**TASK TO COMPLETE**
The expected output is a copy of every line in the records with the string "tests".

**DATA FOR THIS TASK**
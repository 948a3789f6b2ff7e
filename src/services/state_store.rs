// src/services/state_store.rs
//! Durable key/value store for state that must survive suspension and restart.
//!
//! The foreground coordinator and the background emitter never share memory;
//! everything they both need goes through here.

use async_trait::async_trait;
use redis::AsyncCommands;
use serde::{de::DeserializeOwned, Serialize};
use std::collections::HashMap;
use std::sync::Arc;
use tokio::sync::RwLock;

use crate::errors::{AgentError, AgentResult};

#[async_trait]
pub trait StateStore: Send + Sync {
    async fn get(&self, key: &str) -> AgentResult<Option<String>>;
    async fn set(&self, key: &str, value: String) -> AgentResult<()>;
    async fn remove(&self, key: &str) -> AgentResult<()>;
}

pub struct StoreKeys;

impl StoreKeys {
    pub const RIDE_STATE: &'static str = "rideState";
    pub const DRIVER_ONLINE_STATE: &'static str = "driverOnlineState";
    pub const CURRENT_RIDE_STATUS: &'static str = "currentRideStatus";
    pub const PENDING_RIDE_COMPLETION: &'static str = "pendingRideCompletion";
    pub const PENDING_RIDE_REQUEST: &'static str = "pendingRideRequest";
    pub const RIDE_ACTION_INTENT: &'static str = "rideActionIntent";

    /// Redis keys are scoped per driver so several agents can share one instance.
    pub fn namespaced(driver_id: &str, key: &str) -> String {
        format!("driver:{}:{}", driver_id, key)
    }
}

// Redis-backed store
pub struct RedisStateStore {
    connection: redis::aio::MultiplexedConnection,
    driver_id: String,
}

impl RedisStateStore {
    pub async fn connect(redis_url: &str, driver_id: &str) -> AgentResult<Self> {
        let client = redis::Client::open(redis_url).map_err(|e| AgentError::StoreConnection(e.to_string()))?;
        let connection = client
            .get_multiplexed_tokio_connection()
            .await
            .map_err(|e| AgentError::StoreConnection(e.to_string()))?;

        tracing::info!("Connected state store to redis for driver: {}", driver_id);
        Ok(Self {
            connection,
            driver_id: driver_id.to_string(),
        })
    }
}

#[async_trait]
impl StateStore for RedisStateStore {
    async fn get(&self, key: &str) -> AgentResult<Option<String>> {
        let mut conn = self.connection.clone();
        let value: Option<String> = conn.get(StoreKeys::namespaced(&self.driver_id, key)).await?;
        Ok(value)
    }

    async fn set(&self, key: &str, value: String) -> AgentResult<()> {
        let mut conn = self.connection.clone();
        let _: () = conn.set(StoreKeys::namespaced(&self.driver_id, key), value).await?;
        Ok(())
    }

    async fn remove(&self, key: &str) -> AgentResult<()> {
        let mut conn = self.connection.clone();
        let _: () = conn.del(StoreKeys::namespaced(&self.driver_id, key)).await?;
        Ok(())
    }
}

// In-memory store for tests and runs without redis
#[derive(Default)]
pub struct MemoryStateStore {
    entries: RwLock<HashMap<String, String>>,
}

impl MemoryStateStore {
    pub fn new() -> Self {
        Self::default()
    }

    pub async fn keys(&self) -> Vec<String> {
        let mut keys: Vec<String> = self.entries.read().await.keys().cloned().collect();
        keys.sort();
        keys
    }
}

#[async_trait]
impl StateStore for MemoryStateStore {
    async fn get(&self, key: &str) -> AgentResult<Option<String>> {
        Ok(self.entries.read().await.get(key).cloned())
    }

    async fn set(&self, key: &str, value: String) -> AgentResult<()> {
        self.entries.write().await.insert(key.to_string(), value);
        Ok(())
    }

    async fn remove(&self, key: &str) -> AgentResult<()> {
        self.entries.write().await.remove(key);
        Ok(())
    }
}

/// Typed JSON access on top of a [`StateStore`].
#[derive(Clone)]
pub struct StateStoreService {
    store: Arc<dyn StateStore>,
}

impl StateStoreService {
    pub fn new(store: Arc<dyn StateStore>) -> Self {
        Self { store }
    }

    pub async fn get_json<T: DeserializeOwned>(&self, key: &str) -> AgentResult<Option<T>> {
        match self.store.get(key).await? {
            Some(raw) => serde_json::from_str(&raw)
                .map(Some)
                .map_err(|e| AgentError::StoreSerialization(format!("{}: {}", key, e))),
            None => Ok(None),
        }
    }

    pub async fn set_json<T: Serialize + ?Sized>(&self, key: &str, value: &T) -> AgentResult<()> {
        let raw = serde_json::to_string(value).map_err(|e| AgentError::StoreSerialization(format!("{}: {}", key, e)))?;
        self.store.set(key, raw).await
    }

    pub async fn remove(&self, key: &str) -> AgentResult<()> {
        self.store.remove(key).await
    }

    /// Read and delete in one step. A corrupt value is dropped and reported as absent.
    pub async fn take_json<T: DeserializeOwned>(&self, key: &str) -> AgentResult<Option<T>> {
        let value = match self.get_json(key).await {
            Ok(value) => value,
            Err(AgentError::StoreSerialization(msg)) => {
                tracing::warn!("Discarding unreadable stored value: {}", msg);
                None
            }
            Err(e) => return Err(e),
        };
        self.store.remove(key).await?;
        Ok(value)
    }
}

#[cfg(test)]
mod tests {
    use super::*;
    use serde::Deserialize;

    #[derive(Debug, PartialEq, Serialize, Deserialize)]
    struct Probe {
        id: String,
        count: u32,
    }

    fn service() -> (Arc<MemoryStateStore>, StateStoreService) {
        let store = Arc::new(MemoryStateStore::new());
        (store.clone(), StateStoreService::new(store))
    }

    #[tokio::test]
    async fn json_values_survive_a_round_trip() {
        let (_, svc) = service();
        let probe = Probe { id: "R1".to_string(), count: 3 };
        svc.set_json("probe", &probe).await.unwrap();
        assert_eq!(svc.get_json::<Probe>("probe").await.unwrap(), Some(probe));
        svc.remove("probe").await.unwrap();
        assert_eq!(svc.get_json::<Probe>("probe").await.unwrap(), None);
    }

    #[tokio::test]
    async fn corrupt_values_surface_as_serialization_errors() {
        let (store, svc) = service();
        store.set("probe", "{not json".to_string()).await.unwrap();
        assert!(matches!(
            svc.get_json::<Probe>("probe").await,
            Err(AgentError::StoreSerialization(_))
        ));
    }

    #[tokio::test]
    async fn take_removes_even_corrupt_values() {
        let (store, svc) = service();
        store.set("probe", "{not json".to_string()).await.unwrap();
        assert_eq!(svc.take_json::<Probe>("probe").await.unwrap(), None);
        assert!(store.keys().await.is_empty());
    }

    #[test]
    fn redis_keys_are_scoped_per_driver() {
        assert_eq!(StoreKeys::namespaced("drv-1", StoreKeys::RIDE_STATE), "driver:drv-1:rideState");
    }
}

**REPLY**
// In-memory store for tests and runs without redis
mod tests {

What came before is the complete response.